* What is expected *
Please return every line below that contains the string "CorsLayer".

* Records excerpted from a collection *
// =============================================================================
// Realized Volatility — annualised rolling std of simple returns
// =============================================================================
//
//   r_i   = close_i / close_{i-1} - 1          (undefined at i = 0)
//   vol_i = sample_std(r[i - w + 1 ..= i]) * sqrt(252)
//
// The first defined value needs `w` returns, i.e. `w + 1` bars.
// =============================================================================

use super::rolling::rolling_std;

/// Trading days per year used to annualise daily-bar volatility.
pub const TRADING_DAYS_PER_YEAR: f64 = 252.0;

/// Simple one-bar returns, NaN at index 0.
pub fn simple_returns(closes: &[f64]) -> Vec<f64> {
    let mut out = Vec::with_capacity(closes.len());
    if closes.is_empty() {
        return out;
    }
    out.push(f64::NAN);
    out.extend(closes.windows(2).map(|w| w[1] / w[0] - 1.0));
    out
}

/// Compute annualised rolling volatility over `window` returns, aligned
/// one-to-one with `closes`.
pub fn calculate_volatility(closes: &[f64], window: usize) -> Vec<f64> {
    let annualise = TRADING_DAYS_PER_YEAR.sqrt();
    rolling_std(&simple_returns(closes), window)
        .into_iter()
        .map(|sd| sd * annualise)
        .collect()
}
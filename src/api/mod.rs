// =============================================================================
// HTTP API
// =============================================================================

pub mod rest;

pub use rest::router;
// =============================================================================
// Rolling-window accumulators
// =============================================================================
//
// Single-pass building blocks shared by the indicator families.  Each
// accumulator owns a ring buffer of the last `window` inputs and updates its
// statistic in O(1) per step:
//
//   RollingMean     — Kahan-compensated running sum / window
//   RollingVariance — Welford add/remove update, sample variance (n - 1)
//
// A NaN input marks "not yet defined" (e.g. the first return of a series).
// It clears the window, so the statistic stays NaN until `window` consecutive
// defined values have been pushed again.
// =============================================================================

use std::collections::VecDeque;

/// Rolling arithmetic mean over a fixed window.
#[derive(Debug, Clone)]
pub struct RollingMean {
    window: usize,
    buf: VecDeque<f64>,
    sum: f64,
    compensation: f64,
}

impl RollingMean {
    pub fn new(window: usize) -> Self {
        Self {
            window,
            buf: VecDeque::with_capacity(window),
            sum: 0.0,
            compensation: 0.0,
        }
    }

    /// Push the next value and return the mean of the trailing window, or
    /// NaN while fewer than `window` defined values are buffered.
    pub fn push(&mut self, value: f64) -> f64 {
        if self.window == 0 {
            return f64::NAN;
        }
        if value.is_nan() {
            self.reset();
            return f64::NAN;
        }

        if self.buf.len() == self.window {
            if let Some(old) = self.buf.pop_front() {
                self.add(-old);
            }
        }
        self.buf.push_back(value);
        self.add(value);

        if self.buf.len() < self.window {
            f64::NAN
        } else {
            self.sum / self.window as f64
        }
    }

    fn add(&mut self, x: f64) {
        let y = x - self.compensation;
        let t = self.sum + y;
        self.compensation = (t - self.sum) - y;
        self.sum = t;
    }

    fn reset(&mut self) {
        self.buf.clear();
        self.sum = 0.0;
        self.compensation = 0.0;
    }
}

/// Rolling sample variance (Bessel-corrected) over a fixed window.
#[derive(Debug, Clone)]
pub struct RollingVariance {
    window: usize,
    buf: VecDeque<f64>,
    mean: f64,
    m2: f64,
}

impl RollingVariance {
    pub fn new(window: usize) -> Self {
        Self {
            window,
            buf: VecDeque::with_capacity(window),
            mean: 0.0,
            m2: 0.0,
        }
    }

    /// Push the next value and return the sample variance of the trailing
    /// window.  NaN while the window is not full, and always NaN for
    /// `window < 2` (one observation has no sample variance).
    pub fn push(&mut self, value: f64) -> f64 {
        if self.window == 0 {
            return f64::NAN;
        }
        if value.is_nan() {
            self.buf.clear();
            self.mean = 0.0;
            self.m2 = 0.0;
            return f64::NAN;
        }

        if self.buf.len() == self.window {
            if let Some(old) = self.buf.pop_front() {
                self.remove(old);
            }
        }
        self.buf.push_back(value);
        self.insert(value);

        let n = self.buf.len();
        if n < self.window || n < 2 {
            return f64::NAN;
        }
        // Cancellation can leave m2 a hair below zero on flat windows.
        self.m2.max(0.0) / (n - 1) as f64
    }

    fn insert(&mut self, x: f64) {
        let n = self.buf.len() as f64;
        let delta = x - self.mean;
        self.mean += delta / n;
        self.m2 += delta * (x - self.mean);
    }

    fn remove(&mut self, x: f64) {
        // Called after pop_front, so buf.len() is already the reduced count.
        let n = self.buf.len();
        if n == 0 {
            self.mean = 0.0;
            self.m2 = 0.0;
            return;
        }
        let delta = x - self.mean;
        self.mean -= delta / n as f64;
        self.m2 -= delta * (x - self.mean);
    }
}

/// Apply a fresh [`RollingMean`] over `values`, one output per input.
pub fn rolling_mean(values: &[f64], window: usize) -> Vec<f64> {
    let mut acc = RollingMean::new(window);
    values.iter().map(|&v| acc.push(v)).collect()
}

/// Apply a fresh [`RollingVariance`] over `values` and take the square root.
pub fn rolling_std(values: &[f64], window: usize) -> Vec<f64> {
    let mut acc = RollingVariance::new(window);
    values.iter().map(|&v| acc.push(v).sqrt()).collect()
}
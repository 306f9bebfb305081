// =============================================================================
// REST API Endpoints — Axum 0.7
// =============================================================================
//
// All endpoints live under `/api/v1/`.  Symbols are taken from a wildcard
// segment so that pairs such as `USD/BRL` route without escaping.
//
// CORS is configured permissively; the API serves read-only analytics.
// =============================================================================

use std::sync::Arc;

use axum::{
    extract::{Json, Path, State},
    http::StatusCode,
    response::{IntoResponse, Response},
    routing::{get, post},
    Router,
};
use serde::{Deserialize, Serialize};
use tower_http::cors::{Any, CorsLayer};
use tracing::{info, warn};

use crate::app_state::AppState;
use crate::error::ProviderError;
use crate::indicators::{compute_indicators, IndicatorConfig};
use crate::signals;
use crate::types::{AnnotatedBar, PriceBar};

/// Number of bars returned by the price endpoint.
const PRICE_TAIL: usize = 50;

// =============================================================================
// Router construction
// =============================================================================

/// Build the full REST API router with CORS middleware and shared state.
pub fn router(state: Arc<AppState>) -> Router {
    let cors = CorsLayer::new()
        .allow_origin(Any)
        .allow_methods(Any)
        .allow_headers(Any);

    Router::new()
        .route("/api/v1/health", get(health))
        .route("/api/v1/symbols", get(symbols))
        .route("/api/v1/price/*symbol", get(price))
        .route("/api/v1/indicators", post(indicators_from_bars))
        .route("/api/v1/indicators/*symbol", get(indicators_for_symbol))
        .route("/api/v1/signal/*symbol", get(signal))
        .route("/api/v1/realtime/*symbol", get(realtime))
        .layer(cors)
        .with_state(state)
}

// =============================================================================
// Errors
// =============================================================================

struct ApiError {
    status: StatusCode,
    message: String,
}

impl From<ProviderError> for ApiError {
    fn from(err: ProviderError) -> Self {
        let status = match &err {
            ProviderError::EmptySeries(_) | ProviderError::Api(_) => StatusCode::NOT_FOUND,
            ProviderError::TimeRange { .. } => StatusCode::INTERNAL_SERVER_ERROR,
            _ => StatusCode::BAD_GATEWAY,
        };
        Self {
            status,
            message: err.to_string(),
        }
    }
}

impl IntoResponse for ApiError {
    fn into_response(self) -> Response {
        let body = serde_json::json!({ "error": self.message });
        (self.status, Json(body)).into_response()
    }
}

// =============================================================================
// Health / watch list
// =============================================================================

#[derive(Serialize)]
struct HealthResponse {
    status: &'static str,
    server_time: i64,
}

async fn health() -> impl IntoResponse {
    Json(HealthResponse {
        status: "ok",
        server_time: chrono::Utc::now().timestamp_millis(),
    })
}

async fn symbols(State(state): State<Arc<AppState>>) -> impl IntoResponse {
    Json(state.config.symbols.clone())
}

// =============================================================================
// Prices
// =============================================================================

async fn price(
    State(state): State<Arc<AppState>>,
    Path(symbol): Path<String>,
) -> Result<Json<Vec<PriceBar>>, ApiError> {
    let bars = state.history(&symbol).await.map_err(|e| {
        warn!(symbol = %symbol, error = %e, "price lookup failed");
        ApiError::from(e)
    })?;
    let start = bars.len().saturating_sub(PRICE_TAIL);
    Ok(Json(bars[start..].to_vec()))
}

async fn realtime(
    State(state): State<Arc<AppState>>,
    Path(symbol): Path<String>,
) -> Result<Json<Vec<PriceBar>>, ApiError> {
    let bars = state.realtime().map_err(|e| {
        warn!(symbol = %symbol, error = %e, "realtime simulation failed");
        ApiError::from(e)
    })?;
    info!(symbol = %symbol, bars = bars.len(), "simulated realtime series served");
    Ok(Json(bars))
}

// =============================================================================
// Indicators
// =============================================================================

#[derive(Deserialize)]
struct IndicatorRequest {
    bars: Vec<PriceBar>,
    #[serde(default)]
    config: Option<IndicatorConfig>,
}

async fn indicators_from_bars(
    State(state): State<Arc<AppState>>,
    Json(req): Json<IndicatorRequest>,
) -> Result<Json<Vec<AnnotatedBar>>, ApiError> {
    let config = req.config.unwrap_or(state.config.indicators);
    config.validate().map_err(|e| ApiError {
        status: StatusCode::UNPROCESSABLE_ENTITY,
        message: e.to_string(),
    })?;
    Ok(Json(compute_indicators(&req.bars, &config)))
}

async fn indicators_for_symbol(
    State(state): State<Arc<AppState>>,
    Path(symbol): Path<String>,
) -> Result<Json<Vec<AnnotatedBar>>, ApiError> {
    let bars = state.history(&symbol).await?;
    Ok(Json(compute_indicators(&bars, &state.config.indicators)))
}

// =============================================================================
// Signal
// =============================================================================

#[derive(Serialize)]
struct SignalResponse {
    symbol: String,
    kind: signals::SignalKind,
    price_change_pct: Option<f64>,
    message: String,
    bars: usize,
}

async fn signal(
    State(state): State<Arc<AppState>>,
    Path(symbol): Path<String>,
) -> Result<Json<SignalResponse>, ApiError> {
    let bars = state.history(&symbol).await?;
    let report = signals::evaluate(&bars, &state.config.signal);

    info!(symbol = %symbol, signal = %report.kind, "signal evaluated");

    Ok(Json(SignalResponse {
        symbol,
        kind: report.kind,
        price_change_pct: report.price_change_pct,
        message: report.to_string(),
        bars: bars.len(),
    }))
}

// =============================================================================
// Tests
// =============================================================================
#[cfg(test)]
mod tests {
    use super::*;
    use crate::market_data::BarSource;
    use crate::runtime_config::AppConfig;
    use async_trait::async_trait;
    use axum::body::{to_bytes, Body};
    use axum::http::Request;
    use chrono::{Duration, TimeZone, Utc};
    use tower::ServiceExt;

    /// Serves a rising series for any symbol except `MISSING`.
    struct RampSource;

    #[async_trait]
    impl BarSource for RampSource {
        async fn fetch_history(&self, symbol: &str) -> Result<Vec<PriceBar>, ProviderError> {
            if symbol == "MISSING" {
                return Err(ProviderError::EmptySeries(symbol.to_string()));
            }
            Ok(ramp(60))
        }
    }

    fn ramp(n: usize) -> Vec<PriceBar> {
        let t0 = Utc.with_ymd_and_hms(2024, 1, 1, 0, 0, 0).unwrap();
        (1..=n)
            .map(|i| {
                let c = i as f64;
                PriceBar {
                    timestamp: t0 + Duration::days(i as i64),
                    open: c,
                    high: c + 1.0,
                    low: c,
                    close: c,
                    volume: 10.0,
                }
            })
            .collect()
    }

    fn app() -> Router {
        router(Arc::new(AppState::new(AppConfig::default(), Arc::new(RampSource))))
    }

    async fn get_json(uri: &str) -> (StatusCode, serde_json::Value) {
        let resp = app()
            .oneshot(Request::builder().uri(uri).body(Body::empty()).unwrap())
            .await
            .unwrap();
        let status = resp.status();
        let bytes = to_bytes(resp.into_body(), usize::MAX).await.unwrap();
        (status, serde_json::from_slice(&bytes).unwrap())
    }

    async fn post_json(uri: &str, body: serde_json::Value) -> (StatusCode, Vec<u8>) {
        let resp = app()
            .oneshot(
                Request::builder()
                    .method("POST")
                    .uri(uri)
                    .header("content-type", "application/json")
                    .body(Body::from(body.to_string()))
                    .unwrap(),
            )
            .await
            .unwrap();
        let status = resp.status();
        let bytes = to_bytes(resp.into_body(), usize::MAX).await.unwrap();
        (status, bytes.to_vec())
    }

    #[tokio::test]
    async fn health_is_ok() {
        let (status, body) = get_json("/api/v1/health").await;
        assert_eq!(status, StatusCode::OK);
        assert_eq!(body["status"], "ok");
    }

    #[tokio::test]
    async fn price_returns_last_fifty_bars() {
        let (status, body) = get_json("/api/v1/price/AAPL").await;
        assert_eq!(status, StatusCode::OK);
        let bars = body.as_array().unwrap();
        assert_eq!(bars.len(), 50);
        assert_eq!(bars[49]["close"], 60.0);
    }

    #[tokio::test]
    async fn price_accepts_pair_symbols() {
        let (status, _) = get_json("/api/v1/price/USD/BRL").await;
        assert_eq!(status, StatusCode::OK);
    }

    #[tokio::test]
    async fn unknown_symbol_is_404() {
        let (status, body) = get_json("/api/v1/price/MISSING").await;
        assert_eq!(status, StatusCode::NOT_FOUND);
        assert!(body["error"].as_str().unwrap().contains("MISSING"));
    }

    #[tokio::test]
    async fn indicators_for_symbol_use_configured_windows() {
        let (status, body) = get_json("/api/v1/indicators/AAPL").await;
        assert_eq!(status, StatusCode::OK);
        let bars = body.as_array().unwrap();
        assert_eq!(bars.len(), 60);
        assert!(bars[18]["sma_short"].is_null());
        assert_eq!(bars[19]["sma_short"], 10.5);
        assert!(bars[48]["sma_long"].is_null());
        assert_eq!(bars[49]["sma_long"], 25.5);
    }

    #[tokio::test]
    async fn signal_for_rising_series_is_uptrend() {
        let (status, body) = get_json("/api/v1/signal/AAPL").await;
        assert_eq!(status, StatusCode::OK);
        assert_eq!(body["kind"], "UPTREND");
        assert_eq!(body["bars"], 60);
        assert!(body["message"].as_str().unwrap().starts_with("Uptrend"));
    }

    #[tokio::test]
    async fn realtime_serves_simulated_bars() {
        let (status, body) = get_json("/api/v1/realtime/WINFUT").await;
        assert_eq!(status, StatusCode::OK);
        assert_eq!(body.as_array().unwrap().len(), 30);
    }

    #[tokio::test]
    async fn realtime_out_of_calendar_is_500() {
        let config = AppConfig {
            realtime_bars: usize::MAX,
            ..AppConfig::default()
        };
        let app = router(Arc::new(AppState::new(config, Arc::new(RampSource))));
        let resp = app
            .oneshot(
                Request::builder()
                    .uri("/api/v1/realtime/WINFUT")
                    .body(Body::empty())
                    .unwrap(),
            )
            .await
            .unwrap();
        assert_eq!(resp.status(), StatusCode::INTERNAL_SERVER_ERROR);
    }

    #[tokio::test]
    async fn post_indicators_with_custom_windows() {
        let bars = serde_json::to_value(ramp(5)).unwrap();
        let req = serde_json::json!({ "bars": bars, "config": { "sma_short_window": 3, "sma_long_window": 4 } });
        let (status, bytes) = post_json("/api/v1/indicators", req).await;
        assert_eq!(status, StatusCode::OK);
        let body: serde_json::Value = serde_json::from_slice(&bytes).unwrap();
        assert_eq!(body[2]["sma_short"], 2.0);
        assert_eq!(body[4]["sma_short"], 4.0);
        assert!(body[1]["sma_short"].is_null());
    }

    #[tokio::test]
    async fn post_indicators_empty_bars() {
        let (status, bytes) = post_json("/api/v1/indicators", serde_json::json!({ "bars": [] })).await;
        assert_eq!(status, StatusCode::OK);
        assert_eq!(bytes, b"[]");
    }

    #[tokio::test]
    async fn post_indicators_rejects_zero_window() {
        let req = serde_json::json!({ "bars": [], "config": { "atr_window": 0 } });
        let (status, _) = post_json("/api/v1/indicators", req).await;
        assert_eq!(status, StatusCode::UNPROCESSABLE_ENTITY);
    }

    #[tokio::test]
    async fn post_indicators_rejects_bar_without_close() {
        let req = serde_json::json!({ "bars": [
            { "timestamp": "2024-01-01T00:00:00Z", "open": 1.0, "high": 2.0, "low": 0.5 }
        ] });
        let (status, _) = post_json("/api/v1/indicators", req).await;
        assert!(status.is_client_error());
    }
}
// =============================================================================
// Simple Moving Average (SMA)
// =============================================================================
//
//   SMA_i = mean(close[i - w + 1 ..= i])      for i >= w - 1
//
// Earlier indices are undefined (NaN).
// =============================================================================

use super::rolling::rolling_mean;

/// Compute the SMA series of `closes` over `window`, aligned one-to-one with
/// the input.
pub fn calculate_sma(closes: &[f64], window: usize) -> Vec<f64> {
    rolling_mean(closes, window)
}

* Solution to the exercise *
use tower_http::cors::{Any, CorsLayer};
    let cors = CorsLayer::new()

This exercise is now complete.